You can't use DVC points to pay for passes (but that sure would be nice if they did let you do that). That would save some people from having to hassle with renting leftover points I would imagine.

I think the Dis boards have a faq on their guidelines at the top of the DVC rental page.


----------



## DVCfan (Apr 29, 2007)

*SSR*

Congress Park is not new, but it has a great water view and view of DTD.  Also easy walking distance to DTD & DTD bus stop for later returns "home".  Also easy walk to main pool, food, etc.

If you advertise points on the Dis, read the rules carefully.  The board is very strict.  As far as the transaction, if you're willing to transfer, that's probably the simplest way.  If not, you're probably going to be stuck booking a reservation for someone.  You may want to scope the rent/ trade board for someone looking for a reservation & try to book for them, rather than have a million people reply to your post for rent with a million different reservation requests.

Good luck!


----------



## veenstra56 (May 15, 2007)

Just stayed at SSR.  I stayed at Congress Park and loved it.  Right across from Downtown Disney, with great views.  

I would prefer Congress Park over the Grandstand (though I wouldn't be upset with either).


----------



## Miss Marty (May 21, 2007)

*Disney*

*
Disney Vacation Club - Saratoga Springs *

If anyone would like to stop over and visit & sit
by the pool. Drop me an email or give me a call.


----------



## Miss Marty (May 22, 2007)

*Saratoga Springs Pools*

Saratoga Springs has several pool areas 

The Main Swimming Pool is the largest 
& is over next to The Carriage House

There is a pool in the Congress Park Section that overlooks 
Downtown Disney and the waterway. We were there Monday
evening, just as Pleasure Island started playing music. 
We could hear the music and feel the excitement along the river.
We decided to go over to the Disney Marketplace for Ice Cream...  

Another pool is in the Paddock Section with a Lake View
This pool is a little smaller and has a nice hot tub 
(We did the pool & hot tub experience this morning!)
There are 2 restrooms (air conditioned - ac broken)
no showers - a w/d laundry room (not free) with TV. 

We still need to get over to the newest pool 
in The Grandstand Area.


----------



## Miss Marty (May 23, 2007)

*Saratoga Springs Resort*

*
May 22, 2007*

Went to Animal Kingdom Lodge and sat and looked 
out at The Savannah and took photos of the animals
Seen some construction for the new DVC but nothing
to write home about. Found a great lounge near the
check in area & sat in air conditioning & relaxed awhile. 

Tuesday, we took our Mustang (covered in love bugs)
to the Hess Gas Station near toThe Boardwalk Resort
(Price for mid grade was just over $3.00 gal.) and the
Car Wash we selected was $7.00. Now our 2001 
Mineral Gray Mustang looks so much better. 

Cruised down International Drive and it was so crowded
The lights from the hotels and bars and restuarants 
made I-Dr look great.
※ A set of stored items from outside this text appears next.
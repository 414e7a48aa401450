use std::fs;
use std::path::{Path, PathBuf};

use serde::Deserialize;

use crate::error::{CopyError, Result};

/// Config file looked up when no path is given on the command line.
pub const DEFAULT_CONFIG_PATH: &str = "config.json";

/// Settings for one copy run.
#[derive(Debug, Clone, PartialEq, Eq)]
pub struct Config {
    /// Local workbook to copy.
    pub source: PathBuf,
    /// Identifier of the destination spreadsheet.
    pub destination: String,
    /// Service-account key file used to authenticate.
    pub credentials: PathBuf,
}

#[derive(Deserialize)]
struct RawConfig {
    source: Option<String>,
    destination: Option<String>,
    credentials: Option<String>,
}

impl Config {
    /// Reads the JSON config at `path`.
    ///
    /// Every attribute must be present and non-empty. Relative `source` and
    /// `credentials` paths are resolved against the config file's directory.
    pub fn load(path: &Path) -> Result<Self> {
        if !path.is_file() {
            return Err(CopyError::ConfigNotFound(path.to_path_buf()));
        }

        let data = fs::read_to_string(path)?;
        let raw: RawConfig = serde_json::from_str(&data)?;
        let base = path.parent().unwrap_or_else(|| Path::new(""));

        Ok(Self {
            source: base.join(required(raw.source, "source")?),
            destination: required(raw.destination, "destination")?,
            credentials: base.join(required(raw.credentials, "credentials")?),
        })
    }
}

fn required(value: Option<String>, attribute: &'static str) -> Result<String> {
    value
        .filter(|value| !value.trim().is_empty())
        .ok_or(CopyError::MissingConfigAttribute(attribute))
}

#[cfg(test)]
mod tests {
    use tempfile::tempdir;

    use super::*;

    #[test]
    fn missing_file_is_reported() {
        let error = Config::load(Path::new("that_config_path_does_not_exist.json")).unwrap_err();
        assert!(matches!(error, CopyError::ConfigNotFound(_)));
    }

    #[test]
    fn missing_attribute_is_reported() {
        let dir = tempdir().expect("temporary directory");
        let path = dir.path().join("config.json");
        fs::write(
            &path,
            r#"{"source": "book.xlsx", "destination": "", "credentials": "key.json"}"#,
        )
        .expect("config written");

        let error = Config::load(&path).unwrap_err();
        assert!(matches!(error, CopyError::MissingConfigAttribute("destination")));
    }

    #[test]
    fn relative_paths_follow_config_location() {
        let dir = tempdir().expect("temporary directory");
        let path = dir.path().join("config.json");
        let absolute_key = dir.path().join("keys").join("key.json");
        let body = serde_json::json!({
            "source": "book.xlsx",
            "destination": "1AbCdEf",
            "credentials": absolute_key,
        });
        fs::write(&path, body.to_string()).expect("config written");

        let config = Config::load(&path).expect("config loaded");
        assert_eq!(config.source, dir.path().join("book.xlsx"));
        assert_eq!(config.destination, "1AbCdEf");
        assert_eq!(config.credentials, absolute_key);
    }

    #[test]
    fn malformed_json_is_reported() {
        let dir = tempdir().expect("temporary directory");
        let path = dir.path().join("config.json");
        fs::write(&path, "{ source: ").expect("config written");
        assert!(matches!(Config::load(&path), Err(CopyError::Json(_))));
    }
}
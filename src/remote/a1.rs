//! A1 notation helpers.

use crate::model::CellRef;

/// Converts a zero-based column index into its letter name (`0` → `A`,
/// `26` → `AA`).
pub fn column_name(index: u32) -> String {
    let mut remaining = u64::from(index) + 1;
    let mut letters = Vec::new();
    while remaining > 0 {
        let offset = ((remaining - 1) % 26) as u8;
        letters.push(b'A' + offset);
        remaining = (remaining - 1) / 26;
    }
    letters.reverse();
    String::from_utf8(letters).unwrap_or_default()
}

/// Formats a single cell reference such as `B3`.
pub fn cell_name(cell: CellRef) -> String {
    format!("{}{}", column_name(cell.column), cell.row + 1)
}

/// Quotes a sheet title for use in a range, doubling embedded apostrophes.
pub fn quote_sheet_title(title: &str) -> String {
    format!("'{}'", title.replace('\'', "''"))
}

/// Formats the range covering `height` × `width` cells starting at `origin`
/// on the sheet titled `title`, e.g. `'Sales'!A1:C10`.
pub fn block_range(title: &str, origin: CellRef, height: u32, width: u32) -> String {
    let end = CellRef::new(
        origin.row + height.saturating_sub(1),
        origin.column + width.saturating_sub(1),
    );
    format!(
        "{}!{}:{}",
        quote_sheet_title(title),
        cell_name(origin),
        cell_name(end)
    )
}

#[cfg(test)]
mod tests {
    use super::*;

    #[test]
    fn column_names() {
        let cases = [
            (0, "A"),
            (1, "B"),
            (2, "C"),
            (25, "Z"),
            (26, "AA"),
            (27, "AB"),
            (28, "AC"),
            (701, "ZZ"),
            (702, "AAA"),
        ];
        for (index, expected) in cases {
            assert_eq!(column_name(index), expected, "column {index}");
        }
    }

    #[test]
    fn block_range_is_anchored_at_origin() {
        assert_eq!(
            block_range("Sheet1", CellRef::new(0, 0), 100, 3),
            "'Sheet1'!A1:C100"
        );
        assert_eq!(
            block_range("Q1 Sales", CellRef::new(2, 1), 1, 27),
            "'Q1 Sales'!B3:AB3"
        );
    }

    #[test]
    fn apostrophes_in_titles_are_doubled() {
        assert_eq!(quote_sheet_title("Bob's data"), "'Bob''s data'");
    }
}
use bytes::{Buf, BufMut};
use commonware_codec::Error;
use ethers::types::{Address, U256};

use crate::SEED_BYTES;

const ADDRESS_BYTES: usize = 20;

/// Helper to write a 256-bit integer as fixed-width big-endian bytes.
pub fn write_u256(value: &U256, writer: &mut impl BufMut) {
    let mut bytes = [0u8; SEED_BYTES];
    value.to_big_endian(&mut bytes);
    writer.put_slice(&bytes);
}

/// Helper to read a 256-bit integer from fixed-width big-endian bytes.
pub fn read_u256(reader: &mut impl Buf) -> Result<U256, Error> {
    let bytes: [u8; SEED_BYTES] = read_fixed(reader)?;
    Ok(U256::from_big_endian(&bytes))
}

/// Helper to write an EVM address as its raw 20 bytes.
pub fn write_address(address: &Address, writer: &mut impl BufMut) {
    writer.put_slice(address.as_bytes());
}

/// Helper to read an EVM address from raw 20 bytes.
pub fn read_address(reader: &mut impl Buf) -> Result<Address, Error> {
    let bytes: [u8; ADDRESS_BYTES] = read_fixed(reader)?;
    Ok(Address::from(bytes))
}

fn read_fixed<const N: usize>(reader: &mut impl Buf) -> Result<[u8; N], Error> {
    if reader.remaining() < N {
        return Err(Error::EndOfBuffer);
    }
    let mut bytes = [0u8; N];
    reader.copy_to_slice(&mut bytes);
    Ok(bytes)
}

pub fn address_encode_size() -> usize {
    ADDRESS_BYTES
}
Love riding around at night.
Went to the Dairy Queen on I-Dr and had Banana Splits.

*
May 23, 2007*

Wed. Morning at 9:30 
Temps in the mid 70`s

Another beautiful sunny day here at 
Disney Vacation Club Saratoga Springs 

I have been on AOL Dial Up for Free 
but decided to try the High Speed Internet 
All I had to do was connect the Ethernet Cable 
from the wall to the back of my computer and
check "I Agree" to accept the $9.95 fee that 
will be charged to my room. 
So now I have High Speed for the next 24 hours
plus I can still connect using my same AOL account
That way I still have my AOL favorites and email 

Saragota Springs Resort is simply lovely.. 
By far one of the best here in the Orlando Area

Bill has been out walking the resort for a couple of hours
talking photos. So far we have taken about 350 pictures.
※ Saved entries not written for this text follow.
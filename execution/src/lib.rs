//! MolliNalli deterministic core.
//!
//! This crate reproduces, off-chain, what the game contract derives from a player's seed:
//! which cards are visible on a given turn, whether ringing the bell is correct, and how the
//! seed is redrawn as the player acts. It also tracks the player's progress and the stage to
//! display while actions are still being confirmed.
//!
//! ## Determinism requirements
//! - Every derivation must match the contract bit for bit; the contract re-derives the same
//!   values when scoring.
//! - No I/O, wall-clock time or randomness. Collaborators (chain reads, submissions, events)
//!   live in the client crate and feed this one.
//!
//! ## Example
//! ```rust
//! use ethers::types::U256;
//! use mollinalli_execution::{decode, has_four_of_a_kind, RoundStateMachine};
//! use mollinalli_types::GameConfig;
//!
//! let seed = U256::from(0xff55u64);
//! let cards = decode(seed, 0);
//! assert_eq!(cards.cards.len(), 3);
//! let _ring = has_four_of_a_kind(seed, 0);
//!
//! let mut machine = RoundStateMachine::new(GameConfig::default());
//! machine.start_session(seed);
//! let outcome = machine.apply_action(false).unwrap();
//! assert_eq!(outcome.progress.turn, 1);
//! ```

pub mod bell;
pub mod cards;
pub mod round;
pub mod seed;
pub mod stage;

pub use bell::{bell_symbol, has_four_of_a_kind, symbol_tally};
pub use cards::{decode, pack, window};
pub use round::{same_deal, ActionOutcome, Progress, Rollback, RoundError, RoundStateMachine};
pub use seed::{advance_seed, next_seed, seed_bytes};
pub use stage::StageTracker;
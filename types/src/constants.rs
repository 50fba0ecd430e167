/// Bits used to encode a single symbol slot.
pub const BITS_PER_SYMBOL: usize = 2;

/// Symbol slots on a single card.
pub const SYMBOLS_PER_CARD: usize = 4;

/// Cards produced by a single decode (the visible window).
pub const CARDS_PER_BATCH: usize = 3;

/// Bits consumed by one card.
pub const BITS_PER_CARD: usize = BITS_PER_SYMBOL * SYMBOLS_PER_CARD;

/// Mask selecting one symbol code.
pub const SYMBOL_MASK: u64 = 0b11;

/// Symbol slots examined by the bell rule (3 cards worth).
pub const BELL_WINDOW: usize = CARDS_PER_BATCH * SYMBOLS_PER_CARD;

/// Occurrences of a single symbol that make ringing the bell correct.
pub const BELL_TARGET: u8 = 4;

/// Number of non-empty symbol types.
pub const SYMBOL_TYPES: usize = 3;

/// Actions sharing one seed before the deck is redrawn.
pub const RESEED_INTERVAL: u8 = 6;

/// Width of the seed in bits.
pub const SEED_BITS: usize = 256;

/// Width of the seed in bytes (big-endian canonical encoding).
pub const SEED_BYTES: usize = SEED_BITS / 8;

/// Maximum players admitted to one game (contract `MAX_PLAYERS`).
pub const MAX_PLAYERS: usize = 4;

/// Default contract `MAX_ACTION`.
pub const DEFAULT_MAX_ACTION: u8 = 24;
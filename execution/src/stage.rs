//! Displayed stage and end-of-game capture.
//!
//! The contract reports `NOT_START -> PLAYING -> ENDED`. On top of that the client keeps a
//! local `WAITING_END` overlay, entered from `PLAYING` once the player has finished their
//! round (or is seen as out) and left only when a new game starts. While the overlay is set
//! the contract stage keeps being tracked underneath but is not displayed, so results stay
//! visible even after the contract has already cycled back to `NOT_START`.

use ethers::types::Address;
use mollinalli_types::{DisplayStage, EndInfo, PlayerSession, Stage};
use tracing::{debug, info, warn};

#[derive(Clone, Debug)]
pub struct StageTracker {
    address: Address,
    chain: Option<Stage>,
    waiting_end: bool,
    end_info: Option<EndInfo>,
}

impl StageTracker {
    pub fn new(address: Address) -> Self {
        Self {
            address,
            chain: None,
            waiting_end: false,
            end_info: None,
        }
    }

    pub fn address(&self) -> Address {
        self.address
    }

    /// Last known contract stage.
    pub fn chain_stage(&self) -> Option<Stage> {
        self.chain
    }

    /// Stage to show.
    pub fn display(&self) -> DisplayStage {
        if self.waiting_end {
            return DisplayStage::WaitingEnd;
        }
        self.chain.map(DisplayStage::from).unwrap_or(DisplayStage::NotStart)
    }

    pub fn end_info(&self) -> Option<&EndInfo> {
        self.end_info.as_ref()
    }

    /// Adopt a fresh read of the contract.
    ///
    /// Unknown stage values are ignored. A player already marked out gets a provisional
    /// [`EndInfo`] right away, since the `GameEnded` event may have been emitted before this
    /// client started listening.
    pub fn on_snapshot(&mut self, stage_raw: u8, player: &PlayerSession) -> DisplayStage {
        match Stage::from_raw(stage_raw) {
            Some(stage) => {
                if self.chain != Some(stage) {
                    debug!(?stage, waiting_end = self.waiting_end, "contract stage changed");
                }
                self.chain = Some(stage);
            }
            None => warn!(stage_raw, "ignoring unknown contract stage"),
        }
        if player.out {
            if self.end_info.is_none() {
                debug!("player is out, capturing provisional end info");
                self.end_info = Some(EndInfo::provisional(self.address, player.clone()));
            }
            self.enter_waiting_end();
        }
        self.display()
    }

    /// Switch to `WAITING_END`. Only possible while playing.
    pub fn enter_waiting_end(&mut self) -> bool {
        if self.waiting_end {
            return false;
        }
        if self.display() != DisplayStage::Playing {
            return false;
        }
        self.waiting_end = true;
        info!("waiting for game end");
        true
    }

    /// Undo `WAITING_END` after the action that triggered it was rolled back.
    pub fn revoke_waiting_end(&mut self) {
        if self.waiting_end {
            debug!("leaving waiting end after rollback");
        }
        self.waiting_end = false;
    }

    /// A new game started: clear the overlay and the previous result.
    pub fn on_game_started(&mut self) {
        self.waiting_end = false;
        self.end_info = None;
        self.chain = Some(Stage::Playing);
    }

    /// A `GameEnded` event arrived.
    ///
    /// Events for other players are ignored. A provisional EndInfo is upgraded; a confirmed
    /// one is kept until the next game.
    pub fn on_game_ended(&mut self, info: EndInfo) -> bool {
        if info.address != self.address {
            return false;
        }
        if matches!(&self.end_info, Some(existing) if !existing.is_provisional()) {
            debug!("ignoring repeated game end");
            return false;
        }
        info!(
            score = info.player.score,
            action_count = info.player.action_count,
            end_time = info.timestamp,
            "game ended"
        );
        self.end_info = Some(info);
        true
    }
}
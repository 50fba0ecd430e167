//! Boundaries to the chain.
//!
//! The session never talks to a node directly. It reads through a [`ChainReader`] and writes
//! through an [`ActionSubmitter`]; gas, nonces, retries and wallet handling all live behind
//! these traits.

use ethers::types::Address;
use mollinalli_types::{ChainState, GameConfig};
use std::future::Future;

/// Read access to the game contract.
pub trait ChainReader: Send + Sync {
    type Error: std::error::Error + Send + Sync + 'static;

    /// Read `MAX_ACTION` and the per-round action budget.
    fn read_config(&self) -> impl Future<Output = Result<GameConfig, Self::Error>> + Send;

    /// Read the contract stage and the player record of `address`.
    fn read_state(
        &self,
        address: Address,
    ) -> impl Future<Output = Result<ChainState, Self::Error>> + Send;
}

/// Write access to the game contract.
pub trait ActionSubmitter: Send + Sync {
    type Error: std::error::Error + Send + Sync + 'static;

    /// Submit a pass (`bell == false`) or a bell ring.
    fn submit_action(&self, bell: bool) -> impl Future<Output = Result<(), Self::Error>> + Send;

    /// Join the lobby.
    fn join_game(&self) -> impl Future<Output = Result<(), Self::Error>> + Send;

    /// Start the game for everyone in the lobby.
    fn start_game(&self) -> impl Future<Output = Result<(), Self::Error>> + Send;
}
Bill stopped by the DVC - Disney Vacation Club - Model Center
here at SS & looked inside at the new Animal Kingdom Layouts.


----------



## dmwgroup (May 24, 2007)

*Enjoy the daily reviews*

We just returned from a week's stay at Old Key West and I'm remembering the "magic" as I read your reviews.  Busy planning for a stay next year!:whoopie:


----------



## Miss Marty (May 24, 2007)

*Review of the Animal Kingdom Villa Preview Center*

*
May 23, 2007* 

Wed -  Bright - Sunny - Windy - Warm 

We are (currently) staying at the beautiful DVC 
Disney Vacation Club - Saratoga Springs Resort

Yesterday, we went over to the SS theatre near   
the DVC Preview Center and seen the AK models

Disney has a Model of a 2 Bedroom Lock Out setup
As you walk inside you feel like you have just returned 
from a day out on safari.  These units are really dark...
with Black appliances and heavy dark wood furnishings!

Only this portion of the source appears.